Auch Kellner hat seinen Anteil daran, sagen einige in der Partei. Die Reaktion der Grünen auf die Kritik an Baerbocks Lebenslauf und Buch habe stellenweise unsouverän gewirkt. Kellner sprach damals von „Rufmord“. Die Offensive führte aber nicht dazu, dass die Kritik an Baerbock nachließ – im Gegenteil.
Wissing: „Mister Ampel“
In der FDP gilt Volker Wissing als „Mister Ampel“. In Rheinland-Pfalz hat er eine erfolgreiche Koalition aus SPD, Grünen und FDP mit aufgebaut. Was auf Landesebene funktioniert hat, soll jetzt auch im Bund klappen – dafür könnte für den 51-Jährigen eine Belohnung winken. Denn der gelernte Jurist hätte in einer Ampelregierung durchaus Aussichten auf den Posten des Bundesjustizministers.
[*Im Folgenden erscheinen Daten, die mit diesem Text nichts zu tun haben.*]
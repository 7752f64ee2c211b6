#![deny(unused_variables)]
#![deny(dead_code)]
#![deny(unused_imports)]

use clap::{Args, Parser, Subcommand};
use std::path::PathBuf;
use std::process;

use housesale::config::AnalysisConfig;
use housesale::data::write_sales;
use housesale::report::{render, write_outputs};
use housesale::run_from_path;
use housesale::synthetic::SyntheticSalesBuilder;

#[derive(Parser)]
#[command(
    name = "housesale",
    about = "Clean housing-sale records and select price and quality models",
    long_about = "Cleans a table of house sales, derives location and renovation features, \
                  selects a linear price model by best-subset search and a logistic \
                  good-quality classifier, and scores both on a held-out partition."
)]
struct Cli {
    /// Log solver iterations and per-stage detail
    #[arg(long, short, global = true)]
    verbose: bool,

    #[command(subcommand)]
    command: Commands,
}

#[derive(Args)]
struct AnalyzeArgs {
    /// Path to the sales CSV file
    data: PathBuf,

    /// Analysis configuration (.toml); defaults are used when omitted
    #[arg(long)]
    config: Option<PathBuf>,

    /// Directory for summary.toml, ROC curves and test predictions
    #[arg(long, value_name = "DIR")]
    output_dir: Option<PathBuf>,

    /// Probability above which a sale is classified as good quality
    #[arg(long)]
    threshold: Option<f64>,

    /// Seed for the train/test split
    #[arg(long)]
    seed: Option<u64>,

    /// Field delimiter of the sales file
    #[arg(long, default_value_t = ',')]
    delimiter: char,
}

#[derive(Subcommand)]
enum Commands {
    /// Run the full analysis on a sales file
    #[command(about = "Run the analysis (outputs: report on stdout, optional CSV/TOML files)")]
    Analyze(AnalyzeArgs),

    /// Write a synthetic sales file with a known price relationship
    #[command(about = "Generate synthetic sales (outputs: CSV)")]
    Simulate {
        /// Destination CSV file
        output: PathBuf,

        /// Number of sales to generate
        #[arg(long, value_name = "N")]
        rows: usize,

        #[arg(long, default_value = "42")]
        seed: u64,

        /// Standard deviation of the price noise
        #[arg(long, default_value = "5000")]
        noise: f64,

        /// Price added to good-quality sales
        #[arg(long, default_value = "0")]
        premium: f64,
    },

    /// Parse and validate a configuration file
    CheckConfig {
        config: PathBuf,
    },

    /// Write the default configuration
    InitConfig {
        output: PathBuf,
    },
}

fn main() {
    let cli = Cli::parse();
    let default_filter = if cli.verbose { "debug" } else { "info" };
    env_logger::Builder::from_env(env_logger::Env::default().default_filter_or(default_filter))
        .init();

    let result = match cli.command {
        Commands::Analyze(args) => analyze(args),
        Commands::Simulate {
            output,
            rows,
            seed,
            noise,
            premium,
        } => simulate(output, rows, seed, noise, premium),
        Commands::CheckConfig { config } => check_config(config),
        Commands::InitConfig { output } => init_config(output),
    };

    if let Err(e) = result {
        eprintln!("Error: {e}");
        let mut source = std::error::Error::source(&*e);
        while let Some(cause) = source {
            eprintln!("  caused by: {cause}");
            source = std::error::Error::source(cause);
        }
        process::exit(1);
    }
}

fn analyze(args: AnalyzeArgs) -> Result<(), Box<dyn std::error::Error>> {
    let mut config = match &args.config {
        Some(path) => {
            log::info!("Loading configuration from {}", path.display());
            AnalysisConfig::load(path)?
        }
        None => AnalysisConfig::default(),
    };
    if let Some(threshold) = args.threshold {
        config.classification.threshold = threshold;
    }
    if let Some(seed) = args.seed {
        config.split.seed = seed;
    }
    if !args.delimiter.is_ascii() {
        return Err(format!("Delimiter '{}' is not a single ASCII character", args.delimiter).into());
    }

    let report = run_from_path(&args.data, args.delimiter as u8, &config)?;
    print!("{}", render(&report));

    if let Some(dir) = &args.output_dir {
        write_outputs(&report, dir)?;
        println!("\nWrote summary.toml, ROC curves and test predictions to {}", dir.display());
    }
    Ok(())
}

fn simulate(
    output: PathBuf,
    rows: usize,
    seed: u64,
    noise: f64,
    premium: f64,
) -> Result<(), Box<dyn std::error::Error>> {
    if !(noise >= 0.0 && noise.is_finite()) {
        return Err(format!("Noise standard deviation must be finite and non-negative, got {noise}").into());
    }
    let sales = SyntheticSalesBuilder::new(rows)
        .seed(seed)
        .noise_sd(noise)
        .quality_premium(premium)
        .build();
    write_sales(&output, &sales)?;
    println!("Wrote {} synthetic sales to {}", sales.len(), output.display());
    Ok(())
}

fn check_config(path: PathBuf) -> Result<(), Box<dyn std::error::Error>> {
    AnalysisConfig::load(&path)?;
    println!("{} is a valid configuration", path.display());
    Ok(())
}

fn init_config(output: PathBuf) -> Result<(), Box<dyn std::error::Error>> {
    AnalysisConfig::default().save(&output)?;
    println!("Wrote default configuration to {}", output.display());
    Ok(())
}
#[cfg(test)]
mod tests {
    use super::*;
    use crate::synthetic::SyntheticSalesBuilder;
    use approx::assert_abs_diff_eq;
    use std::io::{self, Write};
    use tempfile::NamedTempFile;

    const HEADER: &str = "id,date,price,bedrooms,bathrooms,sqft_living,sqft_lot,floors,waterfront,view,condition,grade,sqft_above,sqft_basement,yr_built,yr_renovated,zipcode,lat,long,sqft_living15,sqft_lot15";
    const ROW: &str = "7129300520,20141013T000000,221900,3,1,1180,5650,1,0,0,3,7,1180,0,1955,0,98178,47.5112,-122.257,1340,5650";

    fn create_test_csv(content: &str) -> io::Result<NamedTempFile> {
        let mut file = NamedTempFile::new()?;
        writeln!(file, "{}", content)?;
        file.flush()?;
        Ok(file)
    }

    fn generate_csv_content(header: &str, data_row: &str, num_rows: usize) -> String {
        let data_rows = std::iter::repeat(data_row)
            .take(num_rows)
            .collect::<Vec<_>>()
            .join("\n");
        format!("{}\n{}", header, data_rows)
    }

    #[test]
    fn loads_the_public_schema() {
        let content = generate_csv_content(HEADER, ROW, 25);
        let file = create_test_csv(&content).unwrap();
        let sales = load_sales(file.path(), b',').unwrap();

        assert_eq!(sales.len(), 25);
        let first = &sales[0];
        assert_eq!(first.id, 7129300520);
        assert_eq!((first.sale_year, first.sale_month), (2014, 10));
        assert_abs_diff_eq!(first.price, 221900.0, epsilon = 1e-9);
        assert_eq!(first.bedrooms, 3);
        assert!(!first.waterfront);
        assert_eq!(first.zipcode, 98178);
        assert_abs_diff_eq!(first.long, -122.257, epsilon = 1e-9);
    }

    #[test]
    fn written_sales_load_back() {
        let sales = SyntheticSalesBuilder::new(40).seed(3).build();
        let file = NamedTempFile::new().unwrap();
        write_sales(file.path(), &sales).unwrap();

        let loaded = load_sales(file.path(), b',').unwrap();
        assert_eq!(loaded.len(), sales.len());
        for (a, b) in loaded.iter().zip(&sales) {
            assert_eq!(a.id, b.id);
            assert_eq!(a.bedrooms, b.bedrooms);
            assert_eq!(a.waterfront, b.waterfront);
            assert_eq!((a.sale_year, a.sale_month), (b.sale_year, b.sale_month));
            assert_abs_diff_eq!(a.price, b.price, epsilon = 1e-6);
            assert_abs_diff_eq!(a.lat, b.lat, epsilon = 1e-9);
        }
    }

    #[test]
    fn error_column_not_found() {
        let header = HEADER.replace(",sqft_lot15", "");
        let row = ROW.rsplit_once(',').unwrap().0;
        let content = generate_csv_content(&header, row, 25);
        let file = create_test_csv(&content).unwrap();
        match load_sales(file.path(), b',').unwrap_err() {
            DataError::ColumnNotFound(col) => assert_eq!(col, "sqft_lot15"),
            other => panic!("Expected ColumnNotFound, got {:?}", other),
        }
    }

    #[test]
    fn error_missing_values() {
        let row = ROW.replace(",221900,", ",,");
        let content = generate_csv_content(HEADER, &row, 25);
        let file = create_test_csv(&content).unwrap();
        match load_sales(file.path(), b',').unwrap_err() {
            DataError::MissingValuesFound(col) => assert_eq!(col, "price"),
            other => panic!("Expected MissingValuesFound(price), got {:?}", other),
        }
    }

    #[test]
    fn error_fractional_bedrooms() {
        let row = ROW.replace(",221900,3,", ",221900,2.5,");
        let content = generate_csv_content(HEADER, &row, 25);
        let file = create_test_csv(&content).unwrap();
        match load_sales(file.path(), b',').unwrap_err() {
            DataError::ColumnWrongType { column_name, .. } => assert_eq!(column_name, "bedrooms"),
            other => panic!("Expected ColumnWrongType(bedrooms), got {:?}", other),
        }
    }

    #[test]
    fn error_invalid_sale_date() {
        let row = ROW.replace("20141013T000000", "Oct-2014");
        let content = generate_csv_content(HEADER, &row, 25);
        let file = create_test_csv(&content).unwrap();
        match load_sales(file.path(), b',').unwrap_err() {
            DataError::InvalidSaleDate { row, value } => {
                assert_eq!(row, 1);
                assert_eq!(value, "Oct-2014");
            }
            other => panic!("Expected InvalidSaleDate, got {:?}", other),
        }
    }

    #[test]
    fn error_insufficient_rows() {
        let content = generate_csv_content(HEADER, ROW, 5);
        let file = create_test_csv(&content).unwrap();
        match load_sales(file.path(), b',').unwrap_err() {
            DataError::InsufficientRows { found, required } => {
                assert_eq!(found, 5);
                assert_eq!(required, 20);
            }
            other => panic!("Expected InsufficientRows, got {:?}", other),
        }
    }
}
In Mainz leitete er als stellvertretender Ministerpräsident das Ministerium für Wirtschaft, Verkehr, Landwirtschaft und Weinbau. Wissings Auftritt in Rheinland-Pfalz gefiel Parteichef Christian Lindner so gut, dass er den Pfälzer im September 2020 für die glücklose Generalsekretärin Linda Teuteberg nach Berlin holte. Ein Personalwechsel, der nicht überall gut ankam, da weibliche Führungskräfte in der FDP ohnehin eher Mangelware sind.
Wissing begann die Aufgabe mit einer klaren Mission: die FDP regierungsfähig zu machen und aus dem damaligen Umfragetief zu holen. Beides scheint ihm gelungen. Dass Wissing in der FDP als der Mann gilt, der eine Ampelkoalition auf Bundesebene möglich machen könnte, liegt aber nicht nur an seiner landespolitischen Vergangenheit. Laute oder gar aggressive Töne hört man von ihm eher selten – der richtige Mann also für schwierige Verhandlungen mit grundverschiedenen Partnern.
Das Selfie nach dem ersten Abendessen zwischen FDP und Grünen, auf dem neben Lindner auch Wissing zu sehen war, spricht Bände: Wissing ist der neue starke Mann an der Seite des Parteichefs.